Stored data

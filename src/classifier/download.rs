// Model download helper for the toxic-bert ONNX export.
//
// Fetches the quantized model and its tokenizer from HuggingFace
// (Xenova/toxic-bert). Files are stored in a platform-appropriate
// directory (~/.local/share/palisade/models/ on Linux) so they persist
// across runs.

use std::path::{Path, PathBuf};

use anyhow::{Context, Result};
use indicatif::{ProgressBar, ProgressStyle};
use tracing::info;

/// HuggingFace repo carrying the ONNX export of toxic-bert.
const MODEL_HF_URL: &str = "https://huggingface.co/Xenova/toxic-bert/resolve/main";

/// Local file names. The model lives under onnx/ in the repo but is
/// stored flat next to its tokenizer here.
const MODEL_FILE: &str = "model_quantized.onnx";
const MODEL_REPO_PATH: &str = "onnx/model_quantized.onnx";
const TOKENIZER_FILE: &str = "tokenizer.json";

/// Returns the default directory for storing model files.
/// Uses the platform data directory: ~/.local/share/palisade/models/ on Linux.
pub fn default_model_dir() -> PathBuf {
    dirs::data_dir()
        .unwrap_or_else(|| PathBuf::from("."))
        .join("palisade")
        .join("models")
}

/// Check whether both required model files exist.
pub fn model_files_present(dir: &Path) -> bool {
    dir.join(MODEL_FILE).exists() && dir.join(TOKENIZER_FILE).exists()
}

/// Download the toxic-bert model files.
///
/// Shows a progress bar for the model weights. Skips files that already
/// exist. Creates the directory as needed.
pub async fn download_model(dir: &Path) -> Result<()> {
    std::fs::create_dir_all(dir)
        .with_context(|| format!("Failed to create model directory: {}", dir.display()))?;

    println!("\nToxicity model (toxic-bert):");

    let tokenizer_path = dir.join(TOKENIZER_FILE);
    if tokenizer_path.exists() {
        info!("Tokenizer already exists, skipping");
        println!("  {TOKENIZER_FILE} (already exists)");
    } else {
        println!("  Downloading {TOKENIZER_FILE}...");
        download_file(
            &format!("{MODEL_HF_URL}/{TOKENIZER_FILE}"),
            &tokenizer_path,
            false,
        )
        .await?;
    }

    let model_path = dir.join(MODEL_FILE);
    if model_path.exists() {
        info!("Model already exists, skipping");
        println!("  {MODEL_FILE} (already exists)");
    } else {
        println!("  Downloading {MODEL_FILE} (~110 MB)...");
        download_file(
            &format!("{MODEL_HF_URL}/{MODEL_REPO_PATH}"),
            &model_path,
            true,
        )
        .await?;
    }

    Ok(())
}

/// Download a single file from a URL to a local path.
/// If `show_progress` is true, display a progress bar.
async fn download_file(url: &str, dest: &Path, show_progress: bool) -> Result<()> {
    let client = reqwest::Client::new();
    let response = client
        .get(url)
        .send()
        .await
        .with_context(|| format!("Failed to download {}", url))?;

    if !response.status().is_success() {
        anyhow::bail!("Download failed with status {}: {}", response.status(), url);
    }

    let total_size = response.content_length();

    let pb = if show_progress {
        let pb = if let Some(size) = total_size {
            let pb = ProgressBar::new(size);
            pb.set_style(
                ProgressStyle::default_bar()
                    .template("    [{bar:40.cyan/blue}] {bytes}/{total_bytes} ({eta})")
                    .expect("valid template")
                    .progress_chars("=> "),
            );
            pb
        } else {
            let pb = ProgressBar::new_spinner();
            pb.set_style(
                ProgressStyle::default_spinner()
                    .template("    {spinner} {bytes}")
                    .expect("valid template"),
            );
            pb
        };
        Some(pb)
    } else {
        None
    };

    let bytes = response
        .bytes()
        .await
        .context("Failed to read response body")?;

    if let Some(ref pb) = pb {
        pb.set_position(bytes.len() as u64);
    }

    std::fs::write(dest, &bytes).with_context(|| format!("Failed to write {}", dest.display()))?;

    if let Some(pb) = pb {
        pb.finish_and_clear();
    }

    info!("Downloaded {} to {}", url, dest.display());
    Ok(())
}
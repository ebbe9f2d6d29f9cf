// Local ONNX classifier running the toxic-bert model.
//
// This backend runs entirely on the local CPU — no API calls, no rate
// limits, no network dependency. toxic-bert is a multi-label BERT
// classifier: six toxicity categories, each with an independent sigmoid
// score.
//
// Model: Xenova/toxic-bert (quantized ONNX export, ~110MB)

use std::path::Path;
use std::sync::{Arc, Mutex};

use anyhow::{Context, Result};
use async_trait::async_trait;
use ort::session::Session;
use ort::value::Tensor;
use tokenizers::Tokenizer;
use tracing::debug;

use super::traits::{ClassifierUnavailable, LabelScore, TextClassifier};

/// Labels output by toxic-bert, in the order the model returns them.
const LABEL_ORDER: [&str; 6] = [
    "toxic",
    "severe_toxic",
    "obscene",
    "threat",
    "insult",
    "identity_hate",
];

/// Local ONNX-based classifier. Holds the model session and tokenizer
/// behind Arc<Mutex> so inference can be offloaded to spawn_blocking
/// without blocking the async runtime.
pub struct OnnxClassifier {
    // Arc+Mutex because:
    // 1. ort::Session::run takes &mut self, so we need interior mutability
    // 2. spawn_blocking requires 'static, so we need Arc for shared ownership
    // 3. We need Send+Sync for the TextClassifier trait
    // Inference is CPU-bound and serialized through spawn_blocking, so
    // contention is minimal.
    session: Arc<Mutex<Session>>,
    tokenizer: Arc<Tokenizer>,
}

impl OnnxClassifier {
    /// Load the ONNX model and tokenizer from the given directory.
    ///
    /// Expects `model_quantized.onnx` and `tokenizer.json` to exist in
    /// `model_dir`. Call `download::download_model()` first if they don't.
    /// Loading happens once at startup, before any request is served.
    pub fn load(model_dir: &Path) -> Result<Self> {
        let model_path = model_dir.join("model_quantized.onnx");
        let tokenizer_path = model_dir.join("tokenizer.json");

        if !model_path.exists() {
            anyhow::bail!(
                "Model file not found: {}\nRun `palisade download-model` to download it.",
                model_path.display()
            );
        }
        if !tokenizer_path.exists() {
            anyhow::bail!(
                "Tokenizer file not found: {}\nRun `palisade download-model` to download it.",
                tokenizer_path.display()
            );
        }

        let session = Session::builder()
            .context("Failed to create ONNX session builder")?
            .commit_from_file(&model_path)
            .with_context(|| format!("Failed to load ONNX model from {}", model_path.display()))?;

        let tokenizer = Tokenizer::from_file(&tokenizer_path)
            .map_err(|e| anyhow::anyhow!("Failed to load tokenizer: {}", e))?;

        debug!("Loaded ONNX toxic-bert model from {}", model_dir.display());

        Ok(Self {
            session: Arc::new(Mutex::new(session)),
            tokenizer: Arc::new(tokenizer),
        })
    }
}

#[async_trait]
impl TextClassifier for OnnxClassifier {
    async fn classify(&self, text: &str) -> Result<Vec<LabelScore>, ClassifierUnavailable> {
        let mut results = self.classify_batch(&[text.to_string()]).await?;
        Ok(results.remove(0))
    }

    /// True batch inference: tokenize all texts, run one forward pass,
    /// apply sigmoid to the logits, and map each output row to its label
    /// set. Row order matches input order.
    ///
    /// The CPU-bound tokenization and inference are offloaded to
    /// spawn_blocking so they don't block the tokio async runtime.
    async fn classify_batch(
        &self,
        texts: &[String],
    ) -> Result<Vec<Vec<LabelScore>>, ClassifierUnavailable> {
        if texts.is_empty() {
            return Ok(Vec::new());
        }

        // Clone Arc handles for the spawn_blocking closure ('static requirement)
        let session = Arc::clone(&self.session);
        let tokenizer = Arc::clone(&self.tokenizer);
        let texts = texts.to_vec();

        tokio::task::spawn_blocking(move || {
            let encodings: Vec<_> = texts
                .iter()
                .map(|t| {
                    tokenizer.encode(t.as_str(), true).map_err(|e| {
                        ClassifierUnavailable::new(format!("tokenization failed: {e}"))
                    })
                })
                .collect::<Result<Vec<_>, _>>()?;

            let batch_size = encodings.len();
            let max_len = encodings
                .iter()
                .map(|e| e.get_ids().len())
                .max()
                .unwrap_or(0);

            // Build flat input tensors with right-padding to max_len.
            // Shape: [batch_size, max_len]
            let mut input_ids_flat: Vec<i64> = Vec::with_capacity(batch_size * max_len);
            let mut attention_mask_flat: Vec<i64> = Vec::with_capacity(batch_size * max_len);

            for enc in &encodings {
                let ids = enc.get_ids();
                let mask = enc.get_attention_mask();
                let seq_len = ids.len();

                for &id in ids {
                    input_ids_flat.push(id as i64);
                }
                for &m in mask {
                    attention_mask_flat.push(m as i64);
                }

                // Pad to max_len (pad_id = 0 for BERT)
                for _ in seq_len..max_len {
                    input_ids_flat.push(0);
                    attention_mask_flat.push(0);
                }
            }

            // Single-segment input: token_type_ids are all zero
            let token_type_ids_flat: Vec<i64> = vec![0; batch_size * max_len];

            let shape = [batch_size as i64, max_len as i64];

            let input_ids_tensor = Tensor::from_array((shape, input_ids_flat))
                .map_err(|e| ClassifierUnavailable::new(format!("bad input_ids tensor: {e}")))?;
            let attention_mask_tensor = Tensor::from_array((shape, attention_mask_flat))
                .map_err(|e| {
                    ClassifierUnavailable::new(format!("bad attention_mask tensor: {e}"))
                })?;
            let token_type_ids_tensor = Tensor::from_array((shape, token_type_ids_flat))
                .map_err(|e| {
                    ClassifierUnavailable::new(format!("bad token_type_ids tensor: {e}"))
                })?;

            let logits_data = {
                let mut session = session.lock().map_err(|e| {
                    ClassifierUnavailable::new(format!("session lock poisoned: {e}"))
                })?;

                let outputs = session
                    .run(ort::inputs! {
                        "input_ids" => input_ids_tensor,
                        "attention_mask" => attention_mask_tensor,
                        "token_type_ids" => token_type_ids_tensor
                    })
                    .map_err(|e| {
                        ClassifierUnavailable::new(format!("ONNX inference failed: {e}"))
                    })?;

                // Output shape: [batch_size, 6] — raw logits (pre-sigmoid)
                let (_out_shape, data) = outputs[0].try_extract_tensor::<f32>().map_err(|e| {
                    ClassifierUnavailable::new(format!("failed to extract output tensor: {e}"))
                })?;

                data.to_vec()
            };

            let mut results = Vec::with_capacity(batch_size);
            for (i, text) in texts.iter().enumerate() {
                let offset = i * LABEL_ORDER.len();
                let row = &logits_data[offset..offset + LABEL_ORDER.len()];

                let scores: Vec<f64> = row.iter().map(|&logit| sigmoid(logit as f64)).collect();
                let labels = scores_to_labels(&scores);

                debug!(
                    toxic = labels[0].score,
                    text_preview = %crate::output::truncate_chars(text, 50),
                    "ONNX classified text"
                );

                results.push(labels);
            }

            Ok(results)
        })
        .await
        .map_err(|e| ClassifierUnavailable::new(format!("spawn_blocking panicked: {e}")))?
    }
}

/// Sigmoid activation: maps any real number to (0, 1).
fn sigmoid(x: f64) -> f64 {
    1.0 / (1.0 + (-x).exp())
}

/// Pair one row of sigmoid scores with the model's label names.
fn scores_to_labels(scores: &[f64]) -> Vec<LabelScore> {
    LABEL_ORDER
        .iter()
        .zip(scores)
        .map(|(label, &score)| LabelScore::new(*label, score))
        .collect()
}

#[cfg(test)]
mod tests {
    use super::*;

    #[test]
    fn test_sigmoid_zero() {
        let result = sigmoid(0.0);
        assert!((result - 0.5).abs() < 1e-10, "sigmoid(0) should be 0.5");
    }

    #[test]
    fn test_sigmoid_large_positive() {
        let result = sigmoid(10.0);
        assert!(result > 0.999, "sigmoid(10) should be very close to 1.0");
    }

    #[test]
    fn test_sigmoid_large_negative() {
        let result = sigmoid(-10.0);
        assert!(result < 0.001, "sigmoid(-10) should be very close to 0.0");
    }

    #[test]
    fn test_sigmoid_symmetry() {
        // sigmoid(x) + sigmoid(-x) = 1.0
        for x in [0.5, 1.0, 2.0, 5.0] {
            let sum = sigmoid(x) + sigmoid(-x);
            assert!(
                (sum - 1.0).abs() < 1e-10,
                "sigmoid({x}) + sigmoid(-{x}) should equal 1.0"
            );
        }
    }

    #[test]
    fn test_scores_to_labels_preserves_model_order() {
        let scores = vec![0.9, 0.1, 0.8, 0.05, 0.7, 0.3];
        let labels = scores_to_labels(&scores);

        assert_eq!(labels.len(), 6);
        assert_eq!(labels[0], LabelScore::new("toxic", 0.9));
        assert_eq!(labels[1], LabelScore::new("severe_toxic", 0.1));
        assert_eq!(labels[3], LabelScore::new("threat", 0.05));
        assert_eq!(labels[5], LabelScore::new("identity_hate", 0.3));
    }

    #[test]
    fn test_label_order_count() {
        assert_eq!(LABEL_ORDER.len(), 6, "toxic-bert outputs 6 categories");
    }

    #[test]
    fn test_two_labels_mention_toxic() {
        // toxic-bert reports both "toxic" and "severe_toxic" — the verdict
        // derivation takes the max over them rather than relying on order
        let matching = LABEL_ORDER
            .iter()
            .filter(|l| l.to_lowercase().contains("toxic"))
            .count();
        assert_eq!(matching, 2);
    }
}
// Text classification — trait-based abstraction for swappable backends.
//
// The TextClassifier trait defines the interface. OnnxClassifier runs the
// toxic-bert model on the local CPU (default); RemoteClassifier calls a
// hosted text-classification endpoint. The moderation engine only ever
// sees the trait, so backends can be swapped without touching it.

pub mod download;
pub mod onnx;
pub mod pacer;
pub mod remote;
pub mod traits;
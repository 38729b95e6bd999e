//! Network availability hook.

use leptos::*;
use platform_host::TeardownSet;
use platform_host_web::{
    can_use_dom, managed_window_event_listener, navigator_on_line, ListenerOptions,
};

/// Tracks whether the user agent reports network access.
///
/// `false` means the user agent is definitely offline; `true` only means it might be online, since
/// a machine can be connected to a network without reaching the internet. Without a DOM the
/// value stays `true`.
pub fn use_network_availability() -> Signal<bool> {
    let has_dom = can_use_dom();
    let (online, set_online) = create_signal(!has_dom || navigator_on_line());
    if !has_dom {
        return online.into();
    }

    let listeners: TeardownSet = [("offline", false), ("online", true)]
        .into_iter()
        .filter_map(|(event_type, available)| {
            managed_window_event_listener(
                event_type,
                move |_| set_online.set(available),
                ListenerOptions::default(),
            )
            .map_err(|err| logging::warn!("network `{event_type}` listener failed: {err}"))
            .ok()
        })
        .collect();
    on_cleanup(move || listeners.run());

    online.into()
}
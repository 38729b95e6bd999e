//! Event listener hooks and the stable callback wrapper they share.

use std::rc::Rc;

use leptos::*;
use platform_host_web::{managed_event_listener, ListenerOptions};
use wasm_bindgen::JsCast;

use crate::subscription::use_reactive_subscription;

/// Stable handle that always invokes the most recently installed closure.
///
/// Subscriptions hold the handle rather than the closure, so swapping the closure with
/// [`EventCallback::replace`] takes effect without detaching and re-attaching anything.
pub struct EventCallback<In: 'static> {
    current: StoredValue<Rc<dyn Fn(In)>>,
}

impl<In: 'static> Clone for EventCallback<In> {
    fn clone(&self) -> Self {
        *self
    }
}

impl<In: 'static> Copy for EventCallback<In> {}

impl<In: 'static> EventCallback<In> {
    /// Invokes the current closure. Does nothing once the owner is disposed.
    pub fn call(&self, input: In) {
        // Cloned out first so the closure may replace itself.
        if let Some(callback) = self.current.try_with_value(Rc::clone) {
            callback(input);
        }
    }

    /// Installs `callback` for every later [`EventCallback::call`].
    pub fn replace(&self, callback: impl Fn(In) + 'static) {
        self.current.set_value(Rc::new(callback));
    }
}

/// Wraps `callback` in an [`EventCallback`] owned by the current reactive scope.
pub fn use_event_callback<In: 'static>(callback: impl Fn(In) + 'static) -> EventCallback<In> {
    EventCallback {
        current: store_value(Rc::new(callback) as Rc<dyn Fn(In)>),
    }
}

/// Listens for `event_type` on `target` until the owning scope is disposed.
///
/// `target` may be reactive: when it changes, the listener is removed from the previous target
/// before it is attached to the new one, so an element that mounts after the component body ran
/// is picked up once its signal fills in. `None` targets and non-wasm builds attach nothing. The
/// returned handle can swap the callback without re-attaching.
pub fn use_event_listener(
    target: impl Into<MaybeSignal<Option<web_sys::EventTarget>>>,
    event_type: impl Into<String>,
    callback: impl Fn(web_sys::Event) + 'static,
    options: ListenerOptions,
) -> EventCallback<web_sys::Event> {
    let callback = use_event_callback(callback);
    let event_type = event_type.into();

    use_reactive_subscription(target.into(), move |target| {
        managed_event_listener(&target, &event_type, move |ev| callback.call(ev), options)
            .map_err(|err| logging::warn!("event listener `{event_type}` setup failed: {err}"))
            .ok()
    });
    callback
}

/// Listens for a typed `window` event until the owning scope is disposed.
pub fn use_window_event_listener<E>(
    event: E,
    callback: impl Fn(E::EventType) + 'static,
) -> EventCallback<E::EventType>
where
    E: ev::EventDescriptor + 'static,
    E::EventType: JsCast + 'static,
{
    let callback = use_event_callback(callback);

    #[cfg(target_arch = "wasm32")]
    {
        let listener = window_event_listener(event, move |ev| callback.call(ev));
        on_cleanup(move || listener.remove());
    }

    #[cfg(not(target_arch = "wasm32"))]
    {
        let _ = event;
    }

    callback
}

__Work to complete__: Every line in the data above that contains the word "EventType" should be copied.

__Your solution__:
    callback: impl Fn(E::EventType) + 'static,
) -> EventCallback<E::EventType>
    E::EventType: JsCast + 'static,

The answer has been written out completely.